The dual purposes of preventing exploitation and giving the public the fruits of the discovery as soon as possible were reiterated by the Second Circuit 127 years later in Metallizing Eng'r Co. v. Kenyon Bearing & Auto Parts Co., 153 F.2d 516 (2d Cir.), cert. denied, 328 U.S. 840, 66 S. Ct. 1016, 90 L. Ed. 1615 (1946). To make the objectives of the law unmistakably clear, Judge Learned Hand separated them into two doctrines at p. 520 of 153 F.2d:
"(1) The effect upon his right to a patent of the inventor's competitive exploitation of his machine or of his process; (2) the contribution which a prior use by another person makes to the art. Both do indeed come within the phrase, `prior use'; but the first is a defence for quite different reasons from the second. It had its origin at least in this country in the passage we have quoted from Pennock v. Dialogue, supra, 2 Pet. 1, 7 L. Ed. 327; i. e., that it is a condition upon an inventor's right to a patent that he shall not exploit his discovery competitively after it is ready for patenting; he must content himself with either secrecy, or legal monopoly. It is true that for the limited period of two years he was allowed to do so, possibly in order to give him time to prepare an application; and even that has been recently cut down by half. But if he goes beyond that period of probation, he forfeits his right regardless of how little the public may have learned about the invention; just as he can forfeit it by too long concealment, even without exploiting the invention at all. Woodbridge v. United States, 263 U.S. 50, 44 S. Ct. 45, 68 L. Ed. 159; Macbeth-Evans Glass Co. v. General Electric Co., supra, 6 Cir., 246 F. 695. Such a forfeiture has nothing to do with abandonment, which presupposes a deliberate, though not necessarily an express, surrender of any right to a patent. Although the evidence of both may at times overlap, each comes from a quite different legal source; one, from the fact that by renouncing the right the inventor irrevocably surrenders it; the other, from the fiat of Congress that it is part of the consideration for a patent that the public shall as soon as possible begin to enjoy the disclosure."
Similar discussions may be found in Motion Picture Patents Co. v. Universal Film Mfg. Co., 243 U.S. 502, 37 S. Ct. 416, 61 L. Ed. 871 (1917); Kendall v. Winsor, 62 U.S. 322, 16 L. Ed. 80 (1858); Macbeth-Evans Glass Co. v. General Elec. Co., 246 Fed. 695 (6th Cir. 1917), cert. denied, 246 U.S. 659, 38 S. Ct. 316, 62 L. Ed. 926 (1918); National Cash Register Co. v. American Cash Register Co., 178 Fed. 79 (2d Cir. 1910); Hautau v. Kearney & Trecker Corp., 191 F. Supp. 430 (E.D. Mich.1961).
DEGREE OF IDENTITY REQUIRED BY SECTION 102(b)

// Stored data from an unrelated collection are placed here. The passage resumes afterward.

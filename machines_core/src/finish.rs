//! QR landing page that ends a parking session.

use machines_traits::TokenStore;

use crate::client::ApiClient;
use crate::error::{Result, ViewError};
use crate::route::{QueryParams, Route};

#[derive(Debug, Clone, PartialEq, Eq)]
pub struct FinishOutcome {
    /// The server's confirmation text.
    pub message: String,
    pub next: Route,
}

pub fn finish_session(
    client: &ApiClient,
    session: &dyn TokenStore,
    params: &QueryParams,
) -> Result<FinishOutcome> {
    let Some(token) = session.load() else {
        return Err(ViewError::LoginRequired);
    };
    let key = params.non_empty("key").ok_or(ViewError::MissingParam("key"))?;
    let parking = params
        .non_empty("parking_name")
        .ok_or(ViewError::MissingParam("parking_name"))?;
    let message = client.finish_session(&token, key, parking)?;
    tracing::info!(parking, "session finished");
    Ok(FinishOutcome {
        message,
        next: Route::Machines,
    })
}
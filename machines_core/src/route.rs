//! Front-end routes and their query parameters.

use url::form_urlencoded;

/// Decoded query string. Keeps insertion order; the first occurrence of a key wins.
#[derive(Debug, Clone, Default, PartialEq, Eq)]
pub struct QueryParams(Vec<(String, String)>);

impl QueryParams {
    pub fn new() -> Self {
        Self::default()
    }

    /// Parses `a=1&b=x%20y`, with or without a leading `?`.
    pub fn from_query(query: &str) -> Self {
        let query = query.strip_prefix('?').unwrap_or(query);
        Self(
            form_urlencoded::parse(query.as_bytes())
                .map(|(k, v)| (k.into_owned(), v.into_owned()))
                .collect(),
        )
    }

    pub fn with(mut self, key: impl Into<String>, value: impl Into<String>) -> Self {
        self.0.push((key.into(), value.into()));
        self
    }

    pub fn get(&self, key: &str) -> Option<&str> {
        self.0
            .iter()
            .find(|(k, _)| k == key)
            .map(|(_, v)| v.as_str())
    }

    /// Like `get`, but an empty or whitespace-only value counts as absent.
    pub fn non_empty(&self, key: &str) -> Option<&str> {
        self.get(key).filter(|v| !v.trim().is_empty())
    }

    pub fn is_empty(&self) -> bool {
        self.0.is_empty()
    }

    pub fn to_query(&self) -> String {
        form_urlencoded::Serializer::new(String::new())
            .extend_pairs(self.0.iter())
            .finish()
    }
}

#[derive(Debug, Clone, PartialEq, Eq)]
pub enum Route {
    Home,
    Login,
    Machines,
    Machine(QueryParams),
    FinishSession(QueryParams),
}

impl Route {
    /// `None` for paths the front-end does not serve.
    pub fn parse(input: &str) -> Option<Self> {
        let (path, query) = match input.split_once('?') {
            Some((p, q)) => (p, q),
            None => (input, ""),
        };
        let path = match path.trim_end_matches('/') {
            "" => "/",
            p => p,
        };
        let params = QueryParams::from_query(query);
        match path {
            "/" => Some(Route::Home),
            "/login" => Some(Route::Login),
            "/machines" => Some(Route::Machines),
            "/machine" => Some(Route::Machine(params)),
            "/finish_session" => Some(Route::FinishSession(params)),
            _ => None,
        }
    }

    pub fn machine(id: &str) -> Self {
        Route::Machine(QueryParams::new().with("id", id))
    }

    /// Path plus encoded query, suitable for `parse` again.
    pub fn path(&self) -> String {
        let (base, params) = match self {
            Route::Home => return "/".to_string(),
            Route::Login => return "/login".to_string(),
            Route::Machines => return "/machines".to_string(),
            Route::Machine(p) => ("/machine", p),
            Route::FinishSession(p) => ("/finish_session", p),
        };
        if params.is_empty() {
            base.to_string()
        } else {
            format!("{base}?{}", params.to_query())
        }
    }
}

impl std::fmt::Display for Route {
    fn fmt(&self, f: &mut std::fmt::Formatter<'_>) -> std::fmt::Result {
        f.write_str(&self.path())
    }
}
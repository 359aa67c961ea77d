//! Console and optional file logging.

use std::path::Path;

use tracing_appender::non_blocking::WorkerGuard;
use tracing_subscriber::{EnvFilter, Layer, layer::SubscriberExt, util::SubscriberInitExt};

/// Installs the global subscriber. `RUST_LOG` wins over `level`.
///
/// The returned guard flushes the file writer; keep it alive until exit.
pub fn init(
    level: &str,
    json: bool,
    cfg: &machines_config::Logging,
) -> eyre::Result<Option<WorkerGuard>> {
    let filter = EnvFilter::try_from_default_env().unwrap_or_else(|_| EnvFilter::new(level));

    // Console goes to stderr so stdout stays clean for results.
    let console = if json {
        tracing_subscriber::fmt::layer()
            .json()
            .with_writer(std::io::stderr)
            .boxed()
    } else {
        tracing_subscriber::fmt::layer()
            .with_target(false)
            .with_writer(std::io::stderr)
            .boxed()
    };

    let mut guard = None;
    let file = match cfg.file.as_deref() {
        Some(path) => {
            let path = Path::new(path);
            let dir = path
                .parent()
                .filter(|p| !p.as_os_str().is_empty())
                .unwrap_or_else(|| Path::new("."));
            let name = path
                .file_name()
                .ok_or_else(|| eyre::eyre!("logging.file has no file name: {}", path.display()))?;
            let appender = match cfg.rotation.as_deref().unwrap_or("never") {
                "daily" => tracing_appender::rolling::daily(dir, name),
                "hourly" => tracing_appender::rolling::hourly(dir, name),
                _ => tracing_appender::rolling::never(dir, name),
            };
            let (writer, g) = tracing_appender::non_blocking(appender);
            guard = Some(g);
            Some(
                tracing_subscriber::fmt::layer()
                    .json()
                    .with_ansi(false)
                    .with_writer(writer)
                    .boxed(),
            )
        }
        None => None,
    };

    tracing_subscriber::registry()
        .with(filter)
        .with(console)
        .with(file)
        .try_init()
        .map_err(|e| eyre::eyre!("failed to install logger: {e}"))?;
    Ok(guard)
}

The plaintiff's first contention is that there was a lack of identity between the prior uses of the mix and the patented process. The plaintiff not only maintains that § 102(b) requires a greater degree of identity than that required for infringement purposes, but claims that defendants must prove that the public uses were exactly identical. This raises an interesting question concerning the interpretation of the statutory section.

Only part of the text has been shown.